Raytheon wins billion-dollar contract to build airborne electronic warfare pods
PATUXENT RIVER NAS, Md., 25 April 2016. U.S. Navy airborne warfare experts are moving forward with a plan to upgrade the EA-18G Growler electronic warfare (EW) aircraft with new state-of-the-art electronic jammers to suppress and inject computer viruses into enemy digital radar and communications systems.
Officials of the Naval Air Systems Command at Patuxent River Naval Air Station, Md., announced a $1 billion contract earlier this month to the Raytheon Co. to build and test 15 Next Generation Jammer (NGJ) aircraft-mounted pods in support of NGJ full-scale development.
The NGJ is a tactical electronic jammer pod that replaces the 40-plus-year ALQ-99 jammer system on the EA-18G -- a version of the Navy's carrier-based two-seat F/A-18F Super Hornet jet fighter-bomber that is modified specially for electronic warfare.

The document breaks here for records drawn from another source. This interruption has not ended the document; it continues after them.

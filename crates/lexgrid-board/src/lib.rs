//! Letter grid for Lexgrid.
//!
//! Everything both sides of the wire need to agree on about a board lives
//! here:
//!
//! - [`Board`] and [`Tile`]: the grid model, row-major, y grows downward
//! - [`BoardGenerator`]: weighted random letters with point values
//! - [`TileChanges`]: the remove / fall / refill diff produced by
//!   [`Board::collapse`] on the server and replayed by
//!   [`Board::apply_changes`] on the client
//! - [`checksum`]: the single board fingerprint used by server and client

mod board;
mod changes;
mod checksum;
mod error;
mod generator;
mod tile;

pub use board::Board;
pub use changes::{FallingTile, NewTile, TileChanges};
pub use checksum::{Checksum, checksum};
pub use error::BoardError;
pub use generator::{BoardGenerator, letter_points};
pub use tile::{Position, Tile, TileId};
//! The session/crown collaborator used by the match engine.
//!
//! The engine only needs two things from the session layer: look up a
//! session, and credit a match winner. Keeping that behind a trait lets
//! tests (and a future persistent store) stand in for [`SessionManager`].
//!
//! [`SessionManager`]: crate::SessionManager

use lexgrid_protocol::{PlayerId, SessionId};

use crate::{Session, SessionError};

/// Looks up sessions and awards match wins.
pub trait CrownService {
    /// Returns the session with the given id, if it still exists.
    fn get_session(&self, session_id: &SessionId) -> Option<&Session>;

    /// Credits one crown to `winner`. Returns the new crown count.
    ///
    /// # Errors
    /// [`SessionError::NotFound`] if the player has no session any more.
    fn award_crown(&mut self, winner: PlayerId) -> Result<u32, SessionError>;
}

The EA-18G leads an airborne attack by disrupting enemy radar, communications, and computer networks with jamming signals and computer viruses. The aircraft also can destroy enemy radar installations with its AGM-88 High-speed Anti-Radiation Missiles (HARM).
This contract to the Raytheon Space and Airborne Systems segment in El Segundo, Calif., also calls for Raytheon to build 14 NGJ aero-mechanical test pods to verify aircraft flying qualities and pod safe separation from the host aircraft; equipment for system integration laboratories; and mature manufacturing processes.
Coincidentally, the Boeing Co. Defense, Space & Security segment in St. Louis -- the EA-18G builder -- won a $19.9 million contract last week for aircraft modifications to the EA-18G are compatible for the NGJ program's engineering and manufacturing development stage.
Raytheon's NGJ will integrate the most advanced electronic attack technology into the EA-18G, such as high-powered, agile beam-jamming techniques, and solid-state electronics to deny, degrade and disrupt enemy threats while protecting U.S. and coalition forces.
Raytheon’s NGJ will provide airborne electronic attack and jamming capabilities, and will include cyber-attack capabilities that use the aircraft's active electronically scanned array (AESA) radar to insert tailored data streams into enemy radar and communications systems.
The NGJ also will have an open-systems architecture for future upgrades. Raytheon will use its gallium nitride (GaN)-based AESA technologies for the NGJ design.
Eventually Raytheon engineers may modify the NGJ to install it aboard the F-35 joint strike fighter, unmanned aerial vehicles (UAVs), as well as to other manned aircraft in addition to the EA-18G.
The goal of the NGJ technology-development phase is to develop an electronic attack system that will improve airborne electronic attack capabilities against advanced threats through enhanced agility and precision within jamming assignments, increased interoperability, and expanded broadband capability for greater threat coverage against a wide variety of radio frequency emitters, Navy officials say.
Raytheon won the job to design and build the NGJ in July 2013 over competitors ITT Exelis/Boeing, Northrop Grumman, and BAE Systems. Exelis now is part of Harris Corp.
The program quickly was held up for seven months because of a protest by BAE Systems, whose experts claimed the Navy improperly considered NGJ cost and technology proposals during the competition. The program resumed in early 2014.
On this contract Raytheon will do the work in El Segundo, Calif.; Forrest, Miss.; Dallas.; McKinney, Texas.; Torrance, Calif.; Fort Wayne, Ind.; Marion, Va.; San Diego; Andover, Mass.; and Tucson, Ariz., and should be finished by December 2020.